24 Şubat 2014 Pazartesi

Saçma Lama

Haftalardır bir seyler yazmak icin giriyorum bloga. Ama hep yarım bırakıp çıkıyorum. Bir sürü taslak birikti. Hepsi yarım. Ben gibi. 
Yine düşüncelerimi toparlayamadigim bir zamanı yasıyorum. Bazen konuşmak istediğimde bile konusamadigim oluyor. 
Kafam karışık. 
Cok karışık. 
Kafatasimin icinde düşüncelerden olusan bir çorba var. 
Dusunce çorbası. 
Çorba olmuş dusunceler.
"Neyi düşünüyorsun bu kadar?", diye sorsalar, ben de bilmiyorum. 
Henüz. 
Çünkü, sokakta sevdiğim kediyi bile düşünüyorum. 
Ya da yoldan gecen arabayı. Acaba kaç model? 
Bazen de otobüs ne zaman gelir diye düşünüyorum. 
İcimde bir seyler var. 
Acı değil. 
Sürekli beni tüketen bir şey. 
Girdap gibi. 
Evet girdap. Beni icine çeken. 
Kurtulamadığım, boğuldum geceler var. Sigaraları birbiri ardına yaktığım. 
Şarkılar açıyorum, kafam dağılsın diye. 
Bir silah çıkarıyorum belimden, alnimin tam ortasina dayayip, tetiği çekiyorum. 
Yoksa bu kafa, başka türlü dağılmıyor. 
Hep ayni acı hikaye. Kimseye bir şey anlatmak istemiyorum. Çünkü, değişmiyor. 
İçimdeki girdap küçülmüyor. 
Beni yiyip bitiren şüphe duygusu, bitmiyor. 
Ben bitiyorum, o bitmiyor. 
Güvenmek istiyorum, insanlara. Oysa daha bir kediye bile güvenilmiyor. 
Beni bu hale getiren geçmişim mı, ben miyim? Kendi kendımın psikologu olmaktan sıkıldım. 
Yalnız kaldığım her an, sadece tek basına olmaktan bahsetmiyorum insanlar icinde de yalnızlığa çekilmekten bahsediyorum, düşüncelerle boğuşmaktan da sıkıldım. 
Kabus görmekten de. 
Aylar sonra ilk defa, dün gece deliksiz uyuyabildim.
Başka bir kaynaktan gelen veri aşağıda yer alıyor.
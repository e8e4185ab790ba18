use chrono::{NaiveDateTime, Utc};
use rusqlite::{params, Connection};

use crate::models::{
    Booking, BookingStatus, PaymentStatus, Profile, Review, ReviewStatus, Role, Service,
    ServiceCategory, Transaction, TransactionStatus, TransactionType, Vendor, VendorStatus,
    Wallet,
};

const SQL_DATETIME: &str = "%Y-%m-%d %H:%M:%S";

fn fmt_dt(dt: &NaiveDateTime) -> String {
    dt.format(SQL_DATETIME).to_string()
}

fn parse_dt(s: &str) -> NaiveDateTime {
    NaiveDateTime::parse_from_str(s, SQL_DATETIME).unwrap_or_else(|_| {
        tracing::warn!(value = %s, "unparseable timestamp in stored row, substituting now");
        Utc::now().naive_utc()
    })
}

fn now_str() -> String {
    fmt_dt(&Utc::now().naive_utc())
}

// ── Profiles ──

const PROFILE_COLUMNS: &str = "id, full_name, email, phone, role, api_key, created_at, updated_at";

pub fn create_profile(conn: &Connection, profile: &Profile) -> anyhow::Result<()> {
    conn.execute(
        "INSERT INTO profiles (id, full_name, email, phone, role, api_key, created_at, updated_at)
         VALUES (?1, ?2, ?3, ?4, ?5, ?6, ?7, ?8)",
        params![
            profile.id,
            profile.full_name,
            profile.email,
            profile.phone,
            profile.role.as_str(),
            profile.api_key,
            fmt_dt(&profile.created_at),
            fmt_dt(&profile.updated_at),
        ],
    )?;
    Ok(())
}

pub fn get_profile(conn: &Connection, id: &str) -> anyhow::Result<Option<Profile>> {
    let result = conn.query_row(
        &format!("SELECT {PROFILE_COLUMNS} FROM profiles WHERE id = ?1"),
        params![id],
        |row| Ok(parse_profile_row(row)),
    );

    match result {
        Ok(profile) => Ok(Some(profile?)),
        Err(rusqlite::Error::QueryReturnedNoRows) => Ok(None),
        Err(e) => Err(e.into()),
    }
}

pub fn get_profile_by_api_key(conn: &Connection, api_key: &str) -> anyhow::Result<Option<Profile>> {
    let result = conn.query_row(
        &format!("SELECT {PROFILE_COLUMNS} FROM profiles WHERE api_key = ?1"),
        params![api_key],
        |row| Ok(parse_profile_row(row)),
    );

    match result {
        Ok(profile) => Ok(Some(profile?)),
        Err(rusqlite::Error::QueryReturnedNoRows) => Ok(None),
        Err(e) => Err(e.into()),
    }
}

fn parse_profile_row(row: &rusqlite::Row) -> anyhow::Result<Profile> {
    let role_str: String = row.get(4)?;
    let created_at_str: String = row.get(6)?;
    let updated_at_str: String = row.get(7)?;

    Ok(Profile {
        id: row.get(0)?,
        full_name: row.get(1)?,
        email: row.get(2)?,
        phone: row.get(3)?,
        role: Role::parse(&role_str).unwrap_or(Role::Tourist),
        api_key: row.get(5)?,
        created_at: parse_dt(&created_at_str),
        updated_at: parse_dt(&updated_at_str),
    })
}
Kabus görmeden. 
Çünkü artık, bünyem daha fazla kaldırmıyor. 
Yorulduğumu hissetmeye başlıyorum, yine. 
Dinlenebilecek bir yer arıyorum. 
Bir yol kenarı. 
Bir ağaç altı. 
Belki bir durak. 
Hiçbir şey düşünmeden, saatlerce bakışlarımı bir yere sabitleyip, dinlenebilecegim bir yer. 
Ütopyalarım yıkıldı. Kaçabileceğim hiçbir yerim yok. 
Hissizlesiyorum. 
Donuk duvarlar gibi yüzlerin arasında kaldım. 
Kacabilmek istiyorum. 
Koşmak. 
Koşmak. 
Yeterince uzaklaşana dek koşmak istiyorum. 
Nefesim gırtlağımı yakana dek. 
Ağlamamak istiyorum, ama ağlıyorum. 
Ağlamak istiyorum, ama aglayamıyorum. 
Artık anlaşılmak istemiyorum. 
Bunun icin bir caba da sarfetmiyorum. 
Ama bazen, anlaşılıyorum. 
Bir şey sakladığım, icimde bir seyler yaşadığım, anlaşılıyor. 
Ve tam da o zaman, görünmez olmak istiyorum. 
Ne de cok şey istiyormusum megersem. 
Oysa sadece, o elimi tuttuğunda her şeyi bir süreliğine bir kenara bırakabiliyorum. 
Keske ellerini hep tutabilsem. 
Her seyin bir kenarda kalıp, toz tutmasını cok isterdim. 

22 Şubat 2014 Cumartesi

"bak

sevdamıza bir numara dar geliyor sanki şimdi yeryüzü

."

8 Şubat 2014 Cumartesi

...ve 


“Benim onu sevmemin nasıl bir mucize olduğunu bilmiyor. belki de sıradan ve vasıfsız bir şey gibi görüyor bunu. o da haklı. neredeyse tanıyan herkes sevmiş onu. farklı boyutlarda elbet. ama bir şekilde sevmiş. zaten onu birazcık tanıyan birinin kayıtsız kalması, sıradan biri gibi davranması mümkün değil. fakat ben ne yapabilirim? anlatamıyorum. anlatamamamın sıkıntısı içimdeki telaşı kat be kat artırıyor. seni en çok ben seviyorum desem, en başka ben seviyorum ve en başta, herkesten çok, en çok, en. ne en? içimden geçenleri bilse koşup boynuma sarılır. oysa sadece anlatabildiğim kadarını biliyor. anlatabildiğim kadarını. anlatabildiğim kadarıyla ne yapılabilir? birer “çay” içilebilir belki…"


1 Şubat 2014 Cumartesi

<>


Bundan sonra ne yapacağımı bilmiyorsam bir sigara yakıyorum.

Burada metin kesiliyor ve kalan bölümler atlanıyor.